* Work instruction
Copy out every line of the listing in which "HttpServerConfig" appears.

* Source material
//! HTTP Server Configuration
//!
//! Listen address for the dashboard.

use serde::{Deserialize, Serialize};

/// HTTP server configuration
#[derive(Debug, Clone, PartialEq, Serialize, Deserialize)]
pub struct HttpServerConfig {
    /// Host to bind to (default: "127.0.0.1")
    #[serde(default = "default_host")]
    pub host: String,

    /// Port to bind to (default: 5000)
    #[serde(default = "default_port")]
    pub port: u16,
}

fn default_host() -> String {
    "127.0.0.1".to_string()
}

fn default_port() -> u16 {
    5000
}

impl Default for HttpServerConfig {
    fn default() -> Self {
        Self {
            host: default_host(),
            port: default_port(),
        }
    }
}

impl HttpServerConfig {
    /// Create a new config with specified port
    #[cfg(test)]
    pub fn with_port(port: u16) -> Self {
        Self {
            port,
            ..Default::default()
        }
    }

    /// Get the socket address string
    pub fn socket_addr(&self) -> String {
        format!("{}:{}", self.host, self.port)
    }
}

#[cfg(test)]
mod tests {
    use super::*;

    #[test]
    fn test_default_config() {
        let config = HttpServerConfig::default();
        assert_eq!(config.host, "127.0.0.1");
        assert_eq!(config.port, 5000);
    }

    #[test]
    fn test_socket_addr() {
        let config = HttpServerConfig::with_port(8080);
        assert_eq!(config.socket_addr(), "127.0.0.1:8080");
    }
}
---
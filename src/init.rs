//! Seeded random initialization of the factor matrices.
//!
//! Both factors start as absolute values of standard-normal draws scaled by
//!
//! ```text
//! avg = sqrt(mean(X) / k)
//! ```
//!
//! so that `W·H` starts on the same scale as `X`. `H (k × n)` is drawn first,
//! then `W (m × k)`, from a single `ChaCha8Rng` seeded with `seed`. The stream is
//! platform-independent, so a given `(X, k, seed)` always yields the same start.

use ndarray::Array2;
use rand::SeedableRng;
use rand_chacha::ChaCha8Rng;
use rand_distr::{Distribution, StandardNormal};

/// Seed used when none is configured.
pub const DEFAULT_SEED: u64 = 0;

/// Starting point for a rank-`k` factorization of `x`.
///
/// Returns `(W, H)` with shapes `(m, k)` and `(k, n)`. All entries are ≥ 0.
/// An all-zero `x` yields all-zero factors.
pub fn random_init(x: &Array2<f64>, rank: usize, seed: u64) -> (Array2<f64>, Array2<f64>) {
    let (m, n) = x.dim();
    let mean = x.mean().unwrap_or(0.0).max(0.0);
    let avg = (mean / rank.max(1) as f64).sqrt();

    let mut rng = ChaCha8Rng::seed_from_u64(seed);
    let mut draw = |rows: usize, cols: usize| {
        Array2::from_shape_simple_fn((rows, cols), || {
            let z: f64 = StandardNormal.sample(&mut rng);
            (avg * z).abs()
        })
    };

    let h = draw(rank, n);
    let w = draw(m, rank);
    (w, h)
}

* Result
pub struct HttpServerConfig {
impl Default for HttpServerConfig {
impl HttpServerConfig {
        let config = HttpServerConfig::default();
        let config = HttpServerConfig::with_port(8080);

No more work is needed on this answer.